Understanding HDFS Architecture
Exploring the Architecture and Functionality of HDFS: A Comprehensive Guide
Hadoop Distributed File System(HDFS) is a distributed file system designed for handling and storing very large files running on clusters of commodity hardware. It is highly fault tolerant, designed to be deployed on low-cost, commodity hardware and It provides a very high throughput by providing parallel data access.
HDFS instance may consists of hundreds of server machines each storing part of file system data, hence failure of at least one server is inevitable. HDFS has been built to detect these failures and automatically recover them quickly.
HDFS follows master/slave architecture with **NameNode **as master and **DataNode **as slave. Each cluster comprises a single master node and multiple slave nodes. Internally the files get divided into one or more blocks, and each block is stored on different slave machines depending on the replication factor.
NameNode
-
It is the hardware that contains the operating system(GNU/Linux) and the NameNode software. It is responsible for serving the client’s read/write requests.
-
It Stores metadata such as number of blocks, their location, permission, replicas and other details on the local disk in the form of two files:
- FSImage(File System Image): It contains the complete namespace of the Hadoop file system since the NameNode creation.
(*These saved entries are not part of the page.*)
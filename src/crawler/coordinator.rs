//! Crawl coordinator - traversal orchestration
//!
//! This module owns the crawl loop: claiming URLs from an explicit frontier,
//! fetching them on a bounded worker pool, running extraction, merging page
//! results into the crawl-scoped record, and enqueueing resolved child links
//! until the depth bound, the deadline, or an empty frontier stops it.

use crate::config::{CrawlerConfig, UserAgentConfig};
use crate::crawler::extractor::extract_contacts;
use crate::crawler::fetcher::{build_http_client, fetch_page, FetchOutcome};
use crate::crawler::result::CrawlResult;
use crate::crawler::visited::{PageState, VisitSet};
use crate::url::resolve_link;
use crate::LeadsiftError;
use reqwest::Client;
use std::collections::VecDeque;
use std::sync::{Arc, Mutex};
use std::time::Instant;
use tokio::sync::Semaphore;
use tokio::task::JoinSet;
use tokio::time::{timeout_at, Instant as TokioInstant};
use url::Url;

/// Mutable state scoped to exactly one crawl invocation
///
/// Allocated inside `crawl` and never stored anywhere process-wide, so
/// concurrent crawl invocations cannot interleave writes. Mutation is
/// serialized through the two locks; the visited check-and-mark happens
/// under its lock before any fetch is spawned.
struct CrawlContext {
    result: Mutex<CrawlResult>,
    visited: Mutex<VisitSet>,
}

impl CrawlContext {
    fn new(seed_url: &str) -> Self {
        Self {
            result: Mutex::new(CrawlResult::new(seed_url)),
            visited: Mutex::new(VisitSet::new()),
        }
    }
}

/// The crawl engine
///
/// Holds only immutable, crawl-independent state (HTTP client and config),
/// so one instance safely serves concurrent crawl invocations.
pub struct Crawler {
    client: Client,
    config: CrawlerConfig,
}

impl Crawler {
    /// Creates a crawler with a shared HTTP client built from the config
    pub fn new(
        config: CrawlerConfig,
        user_agent: &UserAgentConfig,
    ) -> Result<Self, LeadsiftError> {
        let client = build_http_client(user_agent, config.fetch_timeout())?;
        Ok(Self { client, config })
    }

    /// Crawls from `seed` up to `max_depth` link-hops and returns the
    /// aggregated contact record
    ///
    /// The seed itself is depth 0; `max_depth = 0` fetches only the seed
    /// page. Pages discovered at `depth == max_depth` are fetched and
    /// extracted but their links are not expanded.
    ///
    /// Only the seed fetch is fatal. Child fetch failures and unresolvable
    /// links prune their branch silently, and hitting the crawl deadline
    /// returns whatever has been aggregated so far.
    pub async fn crawl(&self, seed: &str, max_depth: u32) -> Result<CrawlResult, LeadsiftError> {
        if max_depth > self.config.max_depth_limit {
            return Err(LeadsiftError::DepthLimit {
                requested: max_depth,
                limit: self.config.max_depth_limit,
            });
        }

        let seed_url = Url::parse(seed).map_err(|e| LeadsiftError::InvalidSeed {
            url: seed.to_string(),
            reason: e.to_string(),
        })?;
        if seed_url.scheme() != "http" && seed_url.scheme() != "https" {
            return Err(LeadsiftError::InvalidSeed {
                url: seed.to_string(),
                reason: format!("unsupported scheme '{}'", seed_url.scheme()),
            });
        }

        let started = Instant::now();
        let deadline = TokioInstant::now() + self.config.crawl_deadline();
        let ctx = CrawlContext::new(seed_url.as_str());
        let mut frontier: VecDeque<(Url, u32)> = VecDeque::new();

        tracing::info!("Starting crawl of {} with max depth {}", seed_url, max_depth);

        // The seed is fetched first, outside the pool: its failure is the
        // only one surfaced to the caller.
        ctx.visited.lock().unwrap().visit(seed_url.as_str());
        let outcome = fetch_page(&self.client, seed_url.as_str()).await;
        if let Some(reason) = outcome.failure_reason() {
            ctx.visited
                .lock()
                .unwrap()
                .complete(seed_url.as_str(), PageState::FetchFailed);
            return Err(LeadsiftError::SeedFetch {
                url: seed_url.to_string(),
                reason,
            });
        }
        self.handle_fetched(&ctx, &seed_url, 0, max_depth, outcome, &mut frontier);

        let semaphore = Arc::new(Semaphore::new(self.config.max_concurrent_fetches as usize));
        let mut tasks: JoinSet<(Url, u32, FetchOutcome)> = JoinSet::new();
        let mut pages_fetched: u64 = 1;

        loop {
            if TokioInstant::now() >= deadline {
                if !frontier.is_empty() || !tasks.is_empty() {
                    tracing::warn!(
                        "Crawl deadline reached; abandoning {} queued and {} in-flight pages",
                        frontier.len(),
                        tasks.len()
                    );
                }
                tasks.abort_all();
                break;
            }

            // Fill the pool from the frontier without blocking
            while !frontier.is_empty() {
                let permit = match semaphore.clone().try_acquire_owned() {
                    Ok(permit) => permit,
                    Err(_) => break,
                };
                let (url, depth) = match frontier.pop_front() {
                    Some(next) => next,
                    None => break,
                };
                // Atomic check-and-mark: after this, no other worker in this
                // crawl can claim the same URL.
                if !ctx.visited.lock().unwrap().visit(url.as_str()) {
                    continue;
                }
                let client = self.client.clone();
                tasks.spawn(async move {
                    let _permit = permit;
                    let outcome = fetch_page(&client, url.as_str()).await;
                    (url, depth, outcome)
                });
            }

            if tasks.is_empty() {
                // Frontier drained and nothing in flight
                break;
            }

            match timeout_at(deadline, tasks.join_next()).await {
                Err(_) => continue, // deadline handled at the top of the loop
                Ok(None) => continue,
                Ok(Some(Err(e))) => {
                    if !e.is_cancelled() {
                        tracing::warn!("Crawl worker failed: {}", e);
                    }
                }
                Ok(Some(Ok((url, depth, outcome)))) => {
                    pages_fetched += 1;
                    self.handle_fetched(&ctx, &url, depth, max_depth, outcome, &mut frontier);

                    if pages_fetched % 10 == 0 {
                        tracing::info!(
                            "Progress: {} pages fetched, {} in frontier",
                            pages_fetched,
                            frontier.len()
                        );
                    }
                }
            }
        }

        drop(tasks);

        let result = ctx.result.into_inner().unwrap();
        tracing::info!(
            "Crawl of {} finished: {} pages fetched, {} contacts in {:?}",
            result.seed_url,
            pages_fetched,
            result.contact_count(),
            started.elapsed()
        );

        Ok(result)
    }

    /// Processes one completed fetch: extract, merge, enqueue children
    fn handle_fetched(
        &self,
        ctx: &CrawlContext,
        url: &Url,
        depth: u32,
        max_depth: u32,
        outcome: FetchOutcome,
        frontier: &mut VecDeque<(Url, u32)>,
    ) {
        match outcome {
            FetchOutcome::Html {
                final_url, body, ..
            } => {
                let page = extract_contacts(&body);
                ctx.result.lock().unwrap().merge(&page);
                ctx.visited
                    .lock()
                    .unwrap()
                    .complete(url.as_str(), PageState::Extracted);
                tracing::debug!(
                    "Extracted {} at depth {}: {} links on page",
                    url,
                    depth,
                    page.links.len()
                );

                // Strict less-than: pages at max_depth are extracted but not
                // expanded further.
                if depth < max_depth {
                    for href in &page.links {
                        if let Some(child) = resolve_link(&final_url, href) {
                            frontier.push_back((child, depth + 1));
                        }
                    }
                }
            }
            FetchOutcome::NotHtml { content_type } => {
                // A fetched non-HTML document simply contributes nothing
                ctx.visited
                    .lock()
                    .unwrap()
                    .complete(url.as_str(), PageState::Extracted);
                tracing::debug!("No markup to extract from {} ({})", url, content_type);
            }
            FetchOutcome::HttpStatus { status_code } => {
                ctx.visited
                    .lock()
                    .unwrap()
                    .complete(url.as_str(), PageState::FetchFailed);
                tracing::debug!("Pruning {} at depth {}: HTTP {}", url, depth, status_code);
            }
            FetchOutcome::Network { error } => {
                ctx.visited
                    .lock()
                    .unwrap()
                    .complete(url.as_str(), PageState::FetchFailed);
                tracing::debug!("Pruning {} at depth {}: {}", url, depth, error);
            }
        }
    }
}
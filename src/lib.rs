//! # Fish Parque
//!
//! Order intake service for a single merchant. A static web form collects the
//! customer's details and product choice; the backend validates the
//! submission against per-product minimum quantities, appends one line per
//! order to a flat log and, when SMTP credentials are configured, emails the
//! merchant.
//!
//! ## Endpoints
//!
//! - `GET /` - the order form
//! - `GET /api/health` - liveness check
//! - `GET /api/products` - product catalogue with minimum quantities
//! - `POST /api/order` - place an order; always HTTP 200 with
//!   `{ "success": bool, "message": string }`
//!
//! ## Quick Start
//!
//! ```rust,ignore
//! use fish_parque::prelude::*;
//!
//! #[tokio::main]
//! async fn main() -> Result<()> {
//!     ServerBuilder::new()
//!         .with_config(AppConfig::from_env()?)
//!         .serve()
//!         .await
//! }
//! ```

pub mod config;
pub mod core;
pub mod notify;
pub mod server;
pub mod storage;

/// Re-exports of commonly used types and traits
pub mod prelude {
    // === Core ===
    pub use crate::core::{
        GENERIC_FAILURE_MESSAGE, Notifier, Order, OrderDetails, OrderError, OrderIntake,
        OrderLog, OrderRequest, OrderResponse, Product, ProductInfo, catalogue,
    };

    // === Config ===
    pub use crate::config::{AppConfig, ConfigError, NotificationConfig, SmtpConfig};

    // === Notifications ===
    pub use crate::notify::{Notifications, NotifyError, SmtpNotifier};

    // === Storage ===
    pub use crate::storage::{FileOrderLog, InMemoryOrderLog};

    // === Server ===
    pub use crate::server::{AppState, HealthResponse, ServerBuilder};

    // === External dependencies ===
    pub use anyhow::Result;
    pub use async_trait::async_trait;
}
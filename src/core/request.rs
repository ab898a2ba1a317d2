//! Incoming order payload and its validation
//!
//! The browser posts whatever the form holds, so every field is accepted as a
//! raw JSON value and interpreted loosely: a field counts as present when it is
//! "truthy" (not missing, `null`, `false`, `0` or blank), and `quantity` is read
//! the way `parseFloat` would read it.

use crate::core::error::OrderError;
use crate::core::order::format_number;
use crate::core::product::Product;
use regex::Regex;
use serde::{Deserialize, Serialize};
use serde_json::Value;
use std::sync::OnceLock;
use validator::Validate;

/// The JSON body of `POST /api/order`
#[derive(Debug, Clone, Default, Serialize, Deserialize)]
pub struct OrderRequest {
    #[serde(default)]
    pub name: Option<Value>,
    #[serde(default)]
    pub address: Option<Value>,
    #[serde(default)]
    pub phone: Option<Value>,
    #[serde(default)]
    pub product: Option<Value>,
    #[serde(default)]
    pub quantity: Option<Value>,
    #[serde(default)]
    pub notes: Option<Value>,
}

/// A submission that passed validation
#[derive(Debug, Clone, PartialEq)]
pub struct OrderDetails {
    pub name: String,
    pub address: String,
    pub phone: String,
    pub product: Product,
    pub quantity: f64,
    pub notes: Option<String>,
}

#[derive(Debug, Validate)]
struct RequiredFields {
    #[validate(length(min = 1))]
    name: String,
    #[validate(length(min = 1))]
    address: String,
    #[validate(length(min = 1))]
    phone: String,
    #[validate(length(min = 1))]
    product: String,
}

impl OrderRequest {
    /// Check the submission and turn it into [`OrderDetails`]
    ///
    /// Checks run in a fixed order and the first failure wins: required
    /// fields, then the product, then the quantity.
    pub fn validated(&self) -> Result<OrderDetails, OrderError> {
        let required = RequiredFields {
            name: text_field(self.name.as_ref()).unwrap_or_default(),
            address: text_field(self.address.as_ref()).unwrap_or_default(),
            phone: text_field(self.phone.as_ref()).unwrap_or_default(),
            product: text_field(self.product.as_ref()).unwrap_or_default(),
        };

        if let Err(errors) = required.validate() {
            let mut fields: Vec<String> = errors
                .field_errors()
                .keys()
                .map(|field| field.to_string())
                .collect();
            fields.sort();
            return Err(OrderError::MissingFields { fields });
        }

        let product =
            Product::from_id(&required.product).ok_or_else(|| OrderError::InvalidProduct {
                product: required.product.clone(),
            })?;

        let quantity = parse_quantity(self.quantity.as_ref());
        if !product.accepts_quantity(quantity) {
            return Err(OrderError::InsufficientQuantity { product, quantity });
        }

        Ok(OrderDetails {
            name: required.name,
            address: required.address,
            phone: required.phone,
            product,
            quantity,
            notes: text_field(self.notes.as_ref()),
        })
    }
}

/// Read a free-text field, returning `None` when it is falsy or blank
pub fn text_field(value: Option<&Value>) -> Option<String> {
    let text = match value? {
        Value::Null | Value::Bool(false) => return None,
        Value::Bool(true) => "true".to_string(),
        Value::Number(n) if n.as_f64() == Some(0.0) => return None,
        Value::Number(n) => n.as_f64().map(format_number).unwrap_or_else(|| n.to_string()),
        Value::String(s) => s.trim().to_string(),
        other => other.to_string(),
    };

    if text.is_empty() { None } else { Some(text) }
}

/// Read `quantity` the way `parseFloat` does
///
/// JSON numbers are taken as-is; strings contribute their longest leading
/// numeric prefix (`"12kg"` reads as 12). Anything else is NaN.
pub fn parse_quantity(value: Option<&Value>) -> f64 {
    match value {
        Some(Value::Number(n)) => n.as_f64().unwrap_or(f64::NAN),
        Some(Value::String(s)) => parse_float_prefix(s),
        _ => f64::NAN,
    }
}

fn parse_float_prefix(input: &str) -> f64 {
    static NUMERIC_PREFIX: OnceLock<Regex> = OnceLock::new();
    let regex = NUMERIC_PREFIX.get_or_init(|| {
        Regex::new(r"^[+-]?(?:Infinity|(?:\d+\.?\d*|\.\d+)(?:[eE][+-]?\d+)?)").unwrap()
    });

    regex
        .find(input.trim_start())
        .and_then(|m| m.as_str().parse::<f64>().ok())
        .unwrap_or(f64::NAN)
}

#[cfg(test)]
mod tests {
    use super::*;
    use serde_json::json;

    fn request(value: Value) -> OrderRequest {
        serde_json::from_value(value).unwrap()
    }

    fn valid_body() -> Value {
        json!({
            "name": "Ada",
            "address": "12 Lane",
            "phone": "555-1",
            "product": "catfish",
            "quantity": 1,
            "notes": ""
        })
    }

    #[test]
    fn test_valid_request() {
        let details = request(valid_body()).validated().unwrap();
        assert_eq!(details.name, "Ada");
        assert_eq!(details.product, Product::Catfish);
        assert_eq!(details.quantity, 1.0);
        assert_eq!(details.notes, None);
    }

    #[test]
    fn test_missing_fields_reported_before_product() {
        let mut body = valid_body();
        body["phone"] = json!("   ");
        body["product"] = json!("shrimp");

        match request(body).validated() {
            Err(OrderError::MissingFields { fields }) => assert_eq!(fields, vec!["phone"]),
            other => panic!("expected MissingFields, got {:?}", other),
        }
    }

    #[test]
    fn test_absent_fields_are_missing() {
        let err = request(json!({ "product": "catfish", "quantity": 3 }))
            .validated()
            .unwrap_err();
        match err {
            OrderError::MissingFields { fields } => {
                assert_eq!(fields, vec!["address", "name", "phone"])
            }
            other => panic!("expected MissingFields, got {:?}", other),
        }
    }

    #[test]
    fn test_unknown_product() {
        let mut body = valid_body();
        body["product"] = json!("shrimp");
        assert!(matches!(
            request(body).validated(),
            Err(OrderError::InvalidProduct { product }) if product == "shrimp"
        ));
    }

    #[test]
    fn test_quantity_checks() {
        let mut body = valid_body();
        body["product"] = json!("materials");
        body["quantity"] = json!(40);
        assert!(matches!(
            request(body.clone()).validated(),
            Err(OrderError::InsufficientQuantity {
                product: Product::Materials,
                ..
            })
        ));

        body["quantity"] = json!("not a number");
        assert!(request(body.clone()).validated().is_err());

        body["quantity"] = Value::Null;
        assert!(request(body.clone()).validated().is_err());

        body["quantity"] = json!("50");
        assert_eq!(request(body).validated().unwrap().quantity, 50.0);
    }

    #[test]
    fn test_notes_are_trimmed() {
        let mut body = valid_body();
        body["notes"] = json!("  call first  ");
        let details = request(body).validated().unwrap();
        assert_eq!(details.notes.as_deref(), Some("call first"));
    }

    #[test]
    fn test_text_field_falsy_values() {
        assert_eq!(text_field(None), None);
        assert_eq!(text_field(Some(&Value::Null)), None);
        assert_eq!(text_field(Some(&json!(false))), None);
        assert_eq!(text_field(Some(&json!(0))), None);
        assert_eq!(text_field(Some(&json!(""))), None);
        assert_eq!(text_field(Some(&json!(42))), Some("42".to_string()));
    }

    #[test]
    fn test_numeric_text_fields_print_like_javascript() {
        assert_eq!(text_field(Some(&json!(1.0))), Some("1".to_string()));
        assert_eq!(text_field(Some(&json!(5551234.5))), Some("5551234.5".to_string()));

        let mut body = valid_body();
        body["phone"] = json!(5551234.0);
        let details = request(body).validated().unwrap();
        assert_eq!(details.phone, "5551234");
    }

    #[test]
    fn test_parse_quantity_like_parse_float() {
        assert_eq!(parse_quantity(Some(&json!(12.5))), 12.5);
        assert_eq!(parse_quantity(Some(&json!("12kg"))), 12.0);
        assert_eq!(parse_quantity(Some(&json!("  7.25 "))), 7.25);
        assert_eq!(parse_quantity(Some(&json!(".5"))), 0.5);
        assert_eq!(parse_quantity(Some(&json!("1e2"))), 100.0);
        assert_eq!(parse_quantity(Some(&json!("-3"))), -3.0);
        assert!(parse_quantity(Some(&json!("kg12"))).is_nan());
        assert!(parse_quantity(Some(&json!(""))).is_nan());
        assert!(parse_quantity(Some(&json!(true))).is_nan());
        assert!(parse_quantity(None).is_nan());
    }
}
- Edit log: It contains all the recent changes performed to the file system namespace to the most recent FSImage.
-
NameNode maintains and manages the slave nodes, and assigns tasks to them. It also keeps the status of data node and make sure that it is alive.
-
It can manage the files, control a client’s access to files, and overseas file operating processes such as renaming, opening, and closing files.
DataNode
-
For every node in the HDFS cluster we locate a DataNode which is hardware consisting operating system(GNU/Linux) and a DataNode software which help to control the data storage of their system as they can perform operations on the file systems if the client requests.
-
It can also create, replicate, and block files when the NameNode instructs.
-
Sends heartbeat and block report to the NameNode to report its health and the list of block it contains respectively.
Blocks
Internally HDFS split the file into multiple blocks with the default value of 128MB called block.
Rack
Rack is the collection of around 40–50 machines (DataNodes) connected using the same network switch. If the network goes down, the whole rack will be unavailable.
Rack Awareness in Hadoop is the concept that chooses DataNodes based on the rack information in the large Hadoop cluster, to improve the network traffic while reading/writing the HDFS file and to store replicas and provide latency and fault tolerance. For the default replication factor of 3, rank awareness algorithm will first store the replica on the local rack, while the second replica will get stored on DataNode in same rank and the third replica will get stored in different rack.
Understanding HDFS Read and Write Operation
Read Operation
To read from HDFS, the client first communicates with the NameNode for metadata. The NameNode responds with the locations of DataNodes containing blocks. After receiving the DataNodes locations, the client then directly interacts with the DataNodes.
The client starts reading data in parallel from the DataNodes based on the information received from the NameNode. The data will flow directly from the DataNode to the client.
In the above image we can see that first client interact with Name Node to get the location of DataNode containing blocks B1 and B2. NameNode returns a list of DataNodes for each block. For Block B1 if DataNode D7 fails or data block is corrupted then next node in the list D10 will be picked up. Similarly for Block B2, if DataNode D1 fails or if data blocks are corrupted, then D2 will be picked up.
Failure Cases can be summarised as follows:
- Data block is corrupted:
- Next node in the list is picked up.
- Data Node fails:
- Next node in the list is picked up.
- That node is not tried for the later blocks.
When a client or application receives all the blocks of the file, it combines these blocks into the form of an original file.
Write Operation
When a client wants to write a file to HDFS, it communicates to the NameNode for metadata. Name Node checks whether file is available or not as well as whether client is authorised or not (performs various checks) and then the NameNode responds with a number of blocks, their location, replicas, and other details. Based on information from NameNode, the client directly interacts with the DataNode.
In the above image we see that once client get the list of DataNode, it interact directly with them. Since the default replication factor for a block is 3, NameNode provides 3 DataNodes D1, D2 and D3 for the write request from the client. Data block is written and replicated in these 3 DataNodes and step 3, 4 and 5 will be repeated until whole file is written on HDFS. In case 1 of the Data Node fail, the data is written to the remaining 2 nodes and NameNode notices under-replication and arrange extra node for the replication. Once required replicas are created acknowledgement to the client is sent.
Before Hadoop2, NameNode was the single point of failure. The High Availability Hadoop cluster architecture introduced in Hadoop 2, allows for two or more NameNodes running in the cluster in a hot standby configuration.